> TASK ITEM: Among the records below, find each line bearing the word "input" and copy it.

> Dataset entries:
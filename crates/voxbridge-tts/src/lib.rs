//! Synthesis-side pipeline: text cleanup, voice resolution, and the
//! chunked transcode-and-forward loop.

pub mod pipeline;
pub mod text;
pub mod voices;

pub use pipeline::{StreamingAudioBuffer, SynthesisPipeline, TtsFrame};
pub use text::{process_text, Emotion};
pub use voices::{fallback_voice, filter_by_locale, resolve_voice};
use crate::synthesizer::{SpeechSynthesizer, SynthesisBackend};
use async_trait::async_trait;
use futures::StreamExt;
use tokio::sync::{mpsc, OnceCell};
use voxbridge_core::{SynthesisError, VoiceInfo};

/// Synthesizer backed by a remote streaming TTS service over HTTP.
///
/// `POST {endpoint}` with `{"text", "voice"}` returns compressed audio as
/// a chunked body; `GET {endpoint}/voices` returns the voice catalog,
/// fetched once per synthesizer and cached. A failed fetch is not
/// cached, so the next call retries.
pub struct HttpSynthesizer {
    client: reqwest::Client,
    endpoint: String,
    catalog: OnceCell<Vec<VoiceInfo>>,
}

impl HttpSynthesizer {
    pub fn new(client: reqwest::Client, endpoint: impl Into<String>) -> Self {
        Self {
            client,
            endpoint: endpoint.into(),
            catalog: OnceCell::new(),
        }
    }

    fn voices_url(&self) -> String {
        format!("{}/voices", self.endpoint.trim_end_matches('/'))
    }

    async fn fetch_voices(&self) -> Result<Vec<VoiceInfo>, SynthesisError> {
        let response = self
            .client
            .get(self.voices_url())
            .send()
            .await
            .map_err(|e| SynthesisError::SynthesisFailed(e.to_string()))?;

        if !response.status().is_success() {
            return Err(SynthesisError::SynthesisFailed(format!(
                "voice catalog request returned status {}",
                response.status().as_u16()
            )));
        }

        response
            .json::<Vec<VoiceInfo>>()
            .await
            .map_err(|e| SynthesisError::SynthesisFailed(e.to_string()))
    }
}

#[async_trait]
impl SpeechSynthesizer for HttpSynthesizer {
    fn backend(&self) -> SynthesisBackend {
        SynthesisBackend::Http
    }

    async fn voices(&self) -> Result<Vec<VoiceInfo>, SynthesisError> {
        let catalog = self
            .catalog
            .get_or_try_init(|| self.fetch_voices())
            .await?;
        Ok(catalog.clone())
    }

    async fn synthesize(
        &self,
        text: &str,
        voice: &str,
    ) -> Result<mpsc::Receiver<Vec<u8>>, SynthesisError> {
        let response = self
            .client
            .post(&self.endpoint)
            .json(&serde_json::json!({ "text": text, "voice": voice }))
            .send()
            .await
            .map_err(|e| SynthesisError::SynthesisFailed(e.to_string()))?;

        if !response.status().is_success() {
            return Err(SynthesisError::SynthesisFailed(format!(
                "synthesis request returned status {}",
                response.status().as_u16()
            )));
        }

        let (tx, rx) = mpsc::channel(32);
        tokio::spawn(async move {
            let mut stream = response.bytes_stream();
            while let Some(chunk) = stream.next().await {
                match chunk {
                    Ok(bytes) if bytes.is_empty() => {}
                    Ok(bytes) => {
                        if tx.send(bytes.to_vec()).await.is_err() {
                            // consumer gone, stop pulling from the service
                            break;
                        }
                    }
                    Err(e) => {
                        tracing::warn!("synthesis stream ended with error: {e}");
                        break;
                    }
                }
            }
        });

        Ok(rx)
    }
}

#[cfg(test)]
mod tests {
    use super::*;

    #[test]
    fn test_http_synthesizer_backend_tag() {
        let synth = HttpSynthesizer::new(reqwest::Client::new(), "http://localhost:7700/tts");
        assert_eq!(synth.backend(), SynthesisBackend::Http);
    }

    #[test]
    fn test_http_synthesizer_voices_url() {
        let synth = HttpSynthesizer::new(reqwest::Client::new(), "http://localhost:7700/tts/");
        assert_eq!(synth.voices_url(), "http://localhost:7700/tts/voices");
    }

    #[tokio::test]
    async fn test_voices_served_from_cache() {
        // endpoint is unreachable, so a cache miss would error out
        let synth = HttpSynthesizer::new(reqwest::Client::new(), "http://127.0.0.1:1/tts");
        let cached = vec![VoiceInfo {
            name: "Microsoft Xiaoxiao Online".to_string(),
            short_name: "zh-CN-XiaoxiaoNeural".to_string(),
            locale: "zh-CN".to_string(),
            gender: "Female".to_string(),
        }];
        synth.catalog.set(cached.clone()).unwrap();

        let voices = synth.voices().await.unwrap();
        assert_eq!(voices, cached);
    }
}
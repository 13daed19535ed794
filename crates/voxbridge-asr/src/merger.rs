//! Combines per-language hypotheses from the dual-decoder setup into one.
//!
//! The primary decoder runs the session's main language and the secondary
//! (when configured) a fallback language that tends to pick up loanwords
//! and short technical terms the primary model garbles.

use voxbridge_core::Hypothesis;

/// Lexical cues that bias the merge toward the secondary language even
/// when its confidence is lower.
const MARKER_WORDS: &[&str] = &[
    "curl", "get", "post", "http", "api", "json", "code", "file", "dir", "cd", "ls", "pwd",
];

/// Relative confidence margin below which two hypotheses are treated as
/// comparable rather than one clearly winning.
const CONFIDENCE_RATIO: f32 = 0.7;

/// Merge the most recent final hypotheses from the primary and secondary
/// decoders. Returns `None` when both are empty. Deterministic, no I/O.
pub fn merge(primary: Option<&Hypothesis>, secondary: Option<&Hypothesis>) -> Option<Hypothesis> {
    let p_text = primary.map(|h| h.text.trim()).unwrap_or("");
    let s_text = secondary.map(|h| h.text.trim()).unwrap_or("");
    let p_conf = primary.map(|h| h.confidence).unwrap_or(0.0);
    let s_conf = secondary.map(|h| h.confidence).unwrap_or(0.0);

    match (p_text.is_empty(), s_text.is_empty()) {
        (true, true) => None,
        (false, true) => Some(Hypothesis::final_text(p_text, p_conf)),
        (true, false) => Some(Hypothesis::final_text(s_text, s_conf)),
        (false, false) => {
            if contains_marker_word(s_text) && s_conf > p_conf * CONFIDENCE_RATIO {
                Some(Hypothesis::final_text(s_text, s_conf))
            } else if p_conf > s_conf * CONFIDENCE_RATIO {
                Some(Hypothesis::final_text(p_text, p_conf))
            } else if is_short_alphabetic(s_text) {
                Some(Hypothesis::final_text(
                    format!("{p_text} {s_text}"),
                    p_conf.max(s_conf),
                ))
            } else if s_conf > p_conf {
                Some(Hypothesis::final_text(s_text, s_conf))
            } else {
                Some(Hypothesis::final_text(p_text, p_conf))
            }
        }
    }
}

fn contains_marker_word(text: &str) -> bool {
    let lowered = text.to_lowercase();
    MARKER_WORDS.iter().any(|word| lowered.contains(word))
}

/// At most two whitespace-separated tokens, letters only. Fragments like
/// this are usually a loanword tail of the primary sentence, so they get
/// appended rather than replacing it.
fn is_short_alphabetic(text: &str) -> bool {
    let tokens: Vec<&str> = text.split_whitespace().collect();
    tokens.len() <= 2 && tokens.iter().all(|t| t.chars().all(|c| c.is_alphabetic()))
}

#[cfg(test)]
mod tests {
    use super::*;

    fn hyp(text: &str, confidence: f32) -> Hypothesis {
        Hypothesis::final_text(text, confidence)
    }

    #[test]
    fn test_merge_both_empty_is_none() {
        assert_eq!(merge(None, None), None);
        assert_eq!(merge(Some(&hyp("", 0.0)), Some(&hyp("  ", 0.0))), None);
    }

    #[test]
    fn test_merge_only_primary() {
        let merged = merge(Some(&hyp("你好", 0.9)), Some(&hyp("", 0.0))).unwrap();
        assert_eq!(merged.text, "你好");
        assert_eq!(merged.confidence, 0.9);
    }

    #[test]
    fn test_merge_only_secondary() {
        let merged = merge(None, Some(&hyp("hello", 0.6))).unwrap();
        assert_eq!(merged.text, "hello");
        assert_eq!(merged.confidence, 0.6);
    }

    #[test]
    fn test_merge_short_alphabetic_fragment_concatenates() {
        // "open" is not a marker word and 0.5 does not clear 0.9 * 0.7,
        // so the comparable-confidence branch concatenates.
        let merged = merge(Some(&hyp("打开", 0.5)), Some(&hyp("open", 0.9))).unwrap();
        assert_eq!(merged.text, "打开 open");
        assert_eq!(merged.confidence, 0.9);
    }

    #[test]
    fn test_merge_marker_word_favors_secondary() {
        let merged = merge(Some(&hyp("curl", 0.4)), Some(&hyp("curl", 0.6))).unwrap();
        assert_eq!(merged.text, "curl");
        assert_eq!(merged.confidence, 0.6);
    }

    #[test]
    fn test_merge_marker_word_needs_enough_confidence() {
        // 0.1 <= 0.9 * 0.7: marker rule does not fire, primary clearly wins.
        let merged = merge(Some(&hyp("你好", 0.9)), Some(&hyp("curl", 0.1))).unwrap();
        assert_eq!(merged.text, "你好");
    }

    #[test]
    fn test_merge_confident_primary_wins() {
        let merged = merge(Some(&hyp("今天天气不错", 0.9)), Some(&hyp("the weather is nice today", 0.3)))
            .unwrap();
        assert_eq!(merged.text, "今天天气不错");
    }

    #[test]
    fn test_merge_long_secondary_comparable_confidence_picks_higher() {
        // Five tokens, not a short fragment, and 0.5 does not clear
        // 0.8 * 0.7, so the higher-confidence side is returned whole.
        let merged = merge(Some(&hyp("你好", 0.5)), Some(&hyp("how are you doing today", 0.8)))
            .unwrap();
        assert_eq!(merged.text, "how are you doing today");
    }

    #[test]
    fn test_merge_tie_favors_primary() {
        let merged = merge(Some(&hyp("第一", 0.0)), Some(&hyp("one two three", 0.0))).unwrap();
        assert_eq!(merged.text, "第一");
    }

    #[test]
    fn test_merge_is_deterministic() {
        let p = hyp("打开", 0.5);
        let s = hyp("open", 0.9);
        let a = merge(Some(&p), Some(&s));
        let b = merge(Some(&p), Some(&s));
        assert_eq!(a, b);
    }

    #[test]
    fn test_is_short_alphabetic() {
        assert!(is_short_alphabetic("open"));
        assert!(is_short_alphabetic("open file"));
        assert!(!is_short_alphabetic("one two three"));
        assert!(!is_short_alphabetic("v2"));
    }
}
//! Process-wide engine handles, built once at startup and shared
//! read-only across connections.

use std::str::FromStr;
use std::sync::Arc;
use tracing::info;
use voxbridge_asr::ChatDispatcher;
use voxbridge_core::{AppConfig, ConfigError, TTS_SAMPLE_RATE};
use voxbridge_engine::{
    AudioTranscoder, DecoderFactory, DecoderRegistry, FfmpegTranscoder, HttpSynthesizer,
    NullSynthesizer, PassthroughTranscoder, RegistryDecoderFactory, SpeechSynthesizer,
    SynthesisBackend,
};

pub struct EngineContext {
    pub config: AppConfig,
    pub decoder_factory: Arc<dyn DecoderFactory>,
    pub synthesizer: Arc<dyn SpeechSynthesizer>,
    pub transcoder: Arc<dyn AudioTranscoder>,
    pub chat: Option<Arc<ChatDispatcher>>,
}

impl EngineContext {
    pub fn from_config(config: AppConfig) -> Result<Self, ConfigError> {
        let decoder_factory: Arc<dyn DecoderFactory> = Arc::new(RegistryDecoderFactory::new(
            DecoderRegistry::new(),
            config.asr.engine.clone(),
            config.asr.sample_rate,
        ));

        let backend =
            SynthesisBackend::from_str(&config.tts.backend).map_err(|e| ConfigError::InvalidValue {
                key: "tts.backend".to_string(),
                message: e.to_string(),
            })?;
        let (synthesizer, transcoder): (Arc<dyn SpeechSynthesizer>, Arc<dyn AudioTranscoder>) =
            match backend {
                SynthesisBackend::Http => {
                    let endpoint = config.tts.endpoint.clone().ok_or_else(|| {
                        ConfigError::InvalidValue {
                            key: "tts.endpoint".to_string(),
                            message: "required for the http backend".to_string(),
                        }
                    })?;
                    (
                        Arc::new(HttpSynthesizer::new(reqwest_client()?, endpoint)),
                        Arc::new(FfmpegTranscoder::new(TTS_SAMPLE_RATE)),
                    )
                }
                SynthesisBackend::Null => (
                    Arc::new(NullSynthesizer::new()),
                    Arc::new(PassthroughTranscoder),
                ),
            };

        let chat = match &config.chat {
            Some(chat_config) => {
                let dispatcher =
                    ChatDispatcher::new(chat_config.clone()).map_err(|e| ConfigError::InvalidValue {
                        key: "chat".to_string(),
                        message: e.to_string(),
                    })?;
                Some(Arc::new(dispatcher))
            }
            None => {
                info!("no chat section configured, utterances are reported as sentence_complete");
                None
            }
        };

        info!(
            engine = %config.asr.engine,
            backend = backend.as_str(),
            chat = chat.is_some(),
            "engine context initialized"
        );
        Ok(Self {
            config,
            decoder_factory,
            synthesizer,
            transcoder,
            chat,
        })
    }
}

fn reqwest_client() -> Result<reqwest::Client, ConfigError> {
    reqwest::Client::builder()
        .build()
        .map_err(|e| ConfigError::InvalidValue {
            key: "tts.endpoint".to_string(),
            message: e.to_string(),
        })
}

#[cfg(test)]
mod tests {
    use super::*;
    use voxbridge_core::TtsConfig;

    fn null_config() -> AppConfig {
        AppConfig {
            tts: TtsConfig {
                backend: "null".to_string(),
                ..TtsConfig::default()
            },
            ..AppConfig::default()
        }
    }

    #[test]
    fn test_context_with_null_backend() {
        let ctx = EngineContext::from_config(null_config()).unwrap();
        assert!(ctx.chat.is_none());
        assert_eq!(ctx.synthesizer.backend(), SynthesisBackend::Null);
    }

    #[test]
    fn test_context_rejects_unknown_backend() {
        let mut config = null_config();
        config.tts.backend = "bogus".to_string();
        assert!(EngineContext::from_config(config).is_err());
    }

    #[test]
    fn test_http_backend_requires_endpoint() {
        let mut config = null_config();
        config.tts.backend = "http".to_string();
        config.tts.endpoint = None;
        assert!(EngineContext::from_config(config).is_err());
    }
}
use crate::error::ConfigError;
use regex::Regex;
use serde::Deserialize;
use std::path::Path;
use std::time::Duration;

#[derive(Debug, Deserialize, Clone, Default)]
pub struct AppConfig {
    #[serde(default)]
    pub general: GeneralConfig,

    #[serde(default)]
    pub server: ServerConfig,

    #[serde(default)]
    pub asr: AsrConfig,

    /// Absent section means no chat back-end: completed utterances are
    /// reported as `sentence_complete` instead of being dispatched.
    #[serde(default)]
    pub chat: Option<ChatConfig>,

    #[serde(default)]
    pub tts: TtsConfig,
}

#[derive(Debug, Deserialize, Clone)]
pub struct GeneralConfig {
    #[serde(default = "default_log_level")]
    pub log_level: String,
}

impl Default for GeneralConfig {
    fn default() -> Self {
        Self {
            log_level: default_log_level(),
        }
    }
}

#[derive(Debug, Deserialize, Clone)]
pub struct ServerConfig {
    #[serde(default = "default_host")]
    pub host: String,

    #[serde(default = "default_port")]
    pub port: u16,
}

impl Default for ServerConfig {
    fn default() -> Self {
        Self {
            host: default_host(),
            port: default_port(),
        }
    }
}

#[derive(Debug, Deserialize, Clone)]
pub struct AsrConfig {
    #[serde(default = "default_engine")]
    pub engine: String,

    #[serde(default = "default_asr_sample_rate")]
    pub sample_rate: u32,

    #[serde(default = "default_primary_language")]
    pub primary_language: String,

    /// When set, a second decoder runs concurrently and finals are merged.
    #[serde(default)]
    pub secondary_language: Option<String>,

    #[serde(default = "default_min_sentence_length")]
    pub min_sentence_length: usize,

    /// Characters that end a sentence, given as one string.
    #[serde(default = "default_sentence_terminators")]
    pub sentence_terminators: String,

    #[serde(default = "default_silence_timeout_ms")]
    pub silence_timeout_ms: u64,

    #[serde(default = "default_silence_check_interval_ms")]
    pub silence_check_interval_ms: u64,
}

impl AsrConfig {
    pub fn silence_timeout(&self) -> Duration {
        Duration::from_millis(self.silence_timeout_ms)
    }

    pub fn silence_check_interval(&self) -> Duration {
        Duration::from_millis(self.silence_check_interval_ms)
    }
}

impl Default for AsrConfig {
    fn default() -> Self {
        Self {
            engine: default_engine(),
            sample_rate: default_asr_sample_rate(),
            primary_language: default_primary_language(),
            secondary_language: None,
            min_sentence_length: default_min_sentence_length(),
            sentence_terminators: default_sentence_terminators(),
            silence_timeout_ms: default_silence_timeout_ms(),
            silence_check_interval_ms: default_silence_check_interval_ms(),
        }
    }
}

#[derive(Debug, Deserialize, Clone)]
pub struct ChatConfig {
    #[serde(default = "default_chat_api_url")]
    pub api_url: String,

    /// Usually supplied via `${VOXBRIDGE_CHAT_TOKEN}` interpolation.
    #[serde(default)]
    pub api_key: Option<String>,

    #[serde(default = "default_chat_model")]
    pub model: String,

    #[serde(default = "default_chat_temperature")]
    pub temperature: f32,

    #[serde(default = "default_chat_max_tokens")]
    pub max_tokens: u32,

    #[serde(default = "default_chat_timeout_secs")]
    pub timeout_secs: u64,
}

impl ChatConfig {
    pub fn timeout(&self) -> Duration {
        Duration::from_secs(self.timeout_secs)
    }
}

impl Default for ChatConfig {
    fn default() -> Self {
        Self {
            api_url: default_chat_api_url(),
            api_key: None,
            model: default_chat_model(),
            temperature: default_chat_temperature(),
            max_tokens: default_chat_max_tokens(),
            timeout_secs: default_chat_timeout_secs(),
        }
    }
}

#[derive(Debug, Deserialize, Clone)]
pub struct TtsConfig {
    #[serde(default = "default_tts_backend")]
    pub backend: String,

    /// Streaming synthesis service endpoint (http backend only).
    #[serde(default)]
    pub endpoint: Option<String>,

    #[serde(default = "default_voice")]
    pub default_voice: String,

    /// Voice catalog entries are filtered to this locale prefix.
    #[serde(default = "default_locale_prefix")]
    pub locale_prefix: String,

    #[serde(default = "default_buffer_threshold")]
    pub buffer_threshold: usize,
}

impl Default for TtsConfig {
    fn default() -> Self {
        Self {
            backend: default_tts_backend(),
            endpoint: None,
            default_voice: default_voice(),
            locale_prefix: default_locale_prefix(),
            buffer_threshold: default_buffer_threshold(),
        }
    }
}

fn default_log_level() -> String {
    "info".to_string()
}

fn default_host() -> String {
    "127.0.0.1".to_string()
}

fn default_port() -> u16 {
    8765
}

fn default_engine() -> String {
    "null".to_string()
}

fn default_asr_sample_rate() -> u32 {
    16_000
}

fn default_primary_language() -> String {
    "zh".to_string()
}

fn default_min_sentence_length() -> usize {
    2
}

fn default_sentence_terminators() -> String {
    "。！？.!?".to_string()
}

fn default_silence_timeout_ms() -> u64 {
    2_000
}

fn default_silence_check_interval_ms() -> u64 {
    500
}

fn default_chat_api_url() -> String {
    "https://api.deepseek.com/v1/chat/completions".to_string()
}

fn default_chat_model() -> String {
    "deepseek-chat".to_string()
}

fn default_chat_temperature() -> f32 {
    0.7
}

fn default_chat_max_tokens() -> u32 {
    2_000
}

fn default_chat_timeout_secs() -> u64 {
    60
}

fn default_tts_backend() -> String {
    "http".to_string()
}

fn default_voice() -> String {
    "zh-CN-XiaoxiaoNeural".to_string()
}

fn default_locale_prefix() -> String {
    "zh-".to_string()
}

fn default_buffer_threshold() -> usize {
    8_192
}

/// Interpolate `${VAR}` patterns with environment variable values.
fn interpolate_env_vars(input: &str) -> Result<String, ConfigError> {
    let re = Regex::new(r"\$\{([^}]+)\}").unwrap();
    let mut result = input.to_string();
    let mut errors = Vec::new();

    for cap in re.captures_iter(input) {
        let var_name = &cap[1];
        match std::env::var(var_name) {
            Ok(val) => {
                result = result.replace(&cap[0], &val);
            }
            Err(_) => {
                errors.push(var_name.to_string());
            }
        }
    }

    if let Some(first_missing) = errors.into_iter().next() {
        return Err(ConfigError::EnvVarNotFound(first_missing));
    }

    Ok(result)
}

impl AppConfig {
    /// Load configuration from a TOML file, with environment variable interpolation.
    pub fn load_from_file(path: &Path) -> Result<Self, ConfigError> {
        let content = std::fs::read_to_string(path)?;
        let interpolated = interpolate_env_vars(&content)?;
        let config: AppConfig = toml::from_str(&interpolated)?;
        config.validate()?;
        Ok(config)
    }

    /// Parse configuration from a TOML string (for testing).
    pub fn from_toml_str(s: &str) -> Result<Self, ConfigError> {
        let interpolated = interpolate_env_vars(s)?;
        let config: AppConfig = toml::from_str(&interpolated)?;
        config.validate()?;
        Ok(config)
    }

    fn validate(&self) -> Result<(), ConfigError> {
        if self.asr.min_sentence_length == 0 {
            return Err(ConfigError::InvalidValue {
                key: "asr.min_sentence_length".to_string(),
                message: "must be at least 1".to_string(),
            });
        }
        if self.asr.sentence_terminators.is_empty() {
            return Err(ConfigError::InvalidValue {
                key: "asr.sentence_terminators".to_string(),
                message: "must name at least one character".to_string(),
            });
        }
        if self.tts.buffer_threshold == 0 {
            return Err(ConfigError::InvalidValue {
                key: "tts.buffer_threshold".to_string(),
                message: "must be at least 1".to_string(),
            });
        }
        if self.tts.backend == "http" && self.tts.endpoint.is_none() {
            tracing::warn!("tts backend 'http' configured without an endpoint");
        }
        Ok(())
    }
}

> TASK SOLUTION:
fn interpolate_env_vars(input: &str) -> Result<String, ConfigError> {
    let mut result = input.to_string();
    for cap in re.captures_iter(input) {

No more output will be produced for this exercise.